Mitgefühl

 You could have been anyone. If you were born in a different body in a different place with different genes, everybody you see could have been you. Why not treat them in this light?

 

Du hättest jeder sein können. Wenn Du in einem anderen Körper geboren wärest, an einem anderen Ort mit anderen Genen/Veranlagungen, jeder den Du siehst, hätte Du sein können. Warum sie nicht aus dieser Sicht behandeln?

 

 

Immer wieder, den Tag über, wenn wir andere beurteilen, uns Gedanken über sie machen (freiwillig oder unfreiwillig...) sollten wir uns das ins Gedächtnis rufen.
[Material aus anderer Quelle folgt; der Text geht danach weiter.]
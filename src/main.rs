mod config;
mod error;
mod export;
mod logging;
mod metadata;
mod onnx;
mod pipeline;
mod registry;
#[cfg(test)]
mod test_support;
mod vocab;

use std::path::PathBuf;

use anyhow::{bail, Context};

use crate::export::DistilBertExporter;
use crate::pipeline::PrepareOptions;
use crate::registry::{HubRegistry, LocalRegistry, ModelRegistry};

const USAGE: &str = "\
Usage: prepare_models [OPTIONS]

Download a pretrained encoder, export it to ONNX, quantize it and write the
intent taxonomy metadata for the mobile NLP plugins.

Options:
  --model <id>              Model identifier (default: distilbert-base-uncased)
  --output-dir <path>       Where artifacts are written (default: assets/models)
  --local-model-dir <path>  Load model files from this directory instead of the hub
  --hub-url <url>           Model hub base URL (default: https://huggingface.co)
  --revision <rev>          Hub revision (default: main)
  -h, --help                Print this help

Environment:
  INTENT_PREP_LOG           Log spec, e.g. debug (default: info)
  INTENT_PREP_CACHE_DIR     Download cache (default: ~/.cache/intent-model-prep)";

#[derive(Debug, PartialEq)]
struct Args {
    model_id: String,
    output_dir: PathBuf,
    local_model_dir: Option<PathBuf>,
    hub_url: String,
    revision: String,
    help: bool,
}

impl Default for Args {
    fn default() -> Self {
        Self {
            model_id: config::hub::DEFAULT_MODEL_ID.to_string(),
            output_dir: PathBuf::from(config::artifacts::DEFAULT_OUTPUT_DIR),
            local_model_dir: None,
            hub_url: config::hub::DEFAULT_BASE_URL.to_string(),
            revision: config::hub::DEFAULT_REVISION.to_string(),
            help: false,
        }
    }
}

fn parse_args(args: &[String]) -> anyhow::Result<Args> {
    let mut parsed = Args::default();
    let mut iter = args.iter();
    while let Some(arg) = iter.next() {
        let mut value = || {
            iter.next()
                .cloned()
                .with_context(|| format!("missing value for {arg}"))
        };
        match arg.as_str() {
            "-h" | "--help" => parsed.help = true,
            "--model" => parsed.model_id = value()?,
            "--output-dir" => parsed.output_dir = PathBuf::from(value()?),
            "--local-model-dir" => parsed.local_model_dir = Some(PathBuf::from(value()?)),
            "--hub-url" => parsed.hub_url = value()?,
            "--revision" => parsed.revision = value()?,
            other => bail!("unknown argument '{other}' (see --help)"),
        }
    }
    Ok(parsed)
}

fn main() {
    if let Err(e) = real_main() {
        println!("❌ Error: {e:#}");
        log::error!("Fatal error: {:?}", e);
        std::process::exit(1);
    }
}

fn real_main() -> anyhow::Result<()> {
    let argv: Vec<String> = std::env::args().skip(1).collect();
    let args = parse_args(&argv)?;
    if args.help {
        println!("{USAGE}");
        return Ok(());
    }

    logging::init_logging()?;
    log::info!("Arguments: {:?}", args);

    let registry: Box<dyn ModelRegistry> = match &args.local_model_dir {
        Some(dir) => Box::new(LocalRegistry::new(dir)),
        None => Box::new(HubRegistry::new(
            &args.hub_url,
            &args.revision,
            HubRegistry::default_cache_root()?,
        )),
    };

    let result = pipeline::prepare(
        registry.as_ref(),
        &DistilBertExporter::default(),
        &args.model_id,
        &args.output_dir,
        &PrepareOptions::default(),
    )
    .map_err(|e| {
        log::error!("Pipeline failed at {} step", e.kind());
        e
    })?;

    log::info!(
        "Prepared {} and {} ({:.1}% smaller)",
        result.graph.path.display(),
        result.quantized_graph.path.display(),
        result.sizes.reduction_percent()
    );
    println!("\n🎉 Setup complete! Models ready for mobile deployment.");
    Ok(())
}
// Provides:
// - Protobuf message subset (prost)
// - Graph builder helpers
// - Dynamic uint8 weight quantization
// - Structural checker

pub mod builder;
pub mod checker;
pub mod proto;
pub mod quantize;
Es führt zwangsläufig zu weiteren Schlussfolgerungen oder Überlegungen, wie: Kann ich wirklich wissen, wie ich mich in seiner Situation verhalten würde? Kann ich es wirklich für möglich halten, alle Gründe zu kennen, warum jemand handelt, wie er handelt und für was das letztendlich vielleicht auch gut ist? Hat sich derjenige das wirklich ausgesucht, verfügte er über einen freien Willen, so zu (re)agieren?

ebenfalls ohne Wertung wenn möglich :) Hierbei ist es wichtig, sich NICHT dafür zu VERURTEILEN, DASS wir werten. Auch das sind nur Gedanken, Muster und Gefühle-

und auch diese sind wiederum ein Produkt ihres Umfeldes usw.

Was wir uns aber ein stückweit aussuchen können ist, inwieweit wir uns in unseren Gedanken verlieren, ihnen Glauben schenken, uns hereinsteigern in die auftauchenden Emotionen und Ansichten, oder einfach mal ein Stück zurücktreten, die Situation versuchen "objektiv" zu sehen, die schlichten Tatsachen. Und nichts weiter daraus zu machen als das, was es wirklich ist. Wahrhaftig.

DURCH und IN diese Emotionen hineinzugehen, sie zu durchleben genau SO,und sie dann auch wieder gehen zu lassen!

Kein hereinsteigern, kein aufbauschen, kein verdrängen. Das ist keine leichte Sache.

 

Es bedeutet Loslassen zu wollen, keine Geschichte drumherum zu bauen. Ablassen von der süßen Genugtuung "recht" zu haben, besser zu sein. Uns nicht einzureden, dass es unser gutes Recht ist, denjenigen so zu beurteilen oder abzulehnen oder den anderen in eine Schublade von er/sie ist "nunmal so und so" zu stecken.

 

Dann kann man wieder auf den Ausgangpunkt zurück kommen - und Mitgefühl mit dem Anderen haben. Denn wir sehen vielleicht endlich die Tatsachen, ohne uns selbst durch den Anderen und seine Existenz angegriffen zu fühlen, und öffnen uns, können nachempfinden wie es ihm gehen muss und was man tun könnte, um ihm/ihr vielleicht sogar zu helfen.

 

Denn was wissen wir schon?! Wir kennen uns selbst nicht richtig und definieren uns leider zu oft über das, was andere von uns denken - wie SIE uns wiederum beurteilen. Doch jeder hat verschiedene Bilder über andere und die meisten beanspruchen für sich, das "richtige" Bild, die einzig Wahre Meinung zu kennen.

Doch wer hat nun recht?

Was kann eine (konstruierte) Persönlichkeit schon über die andere wirklich wissen ;) ?!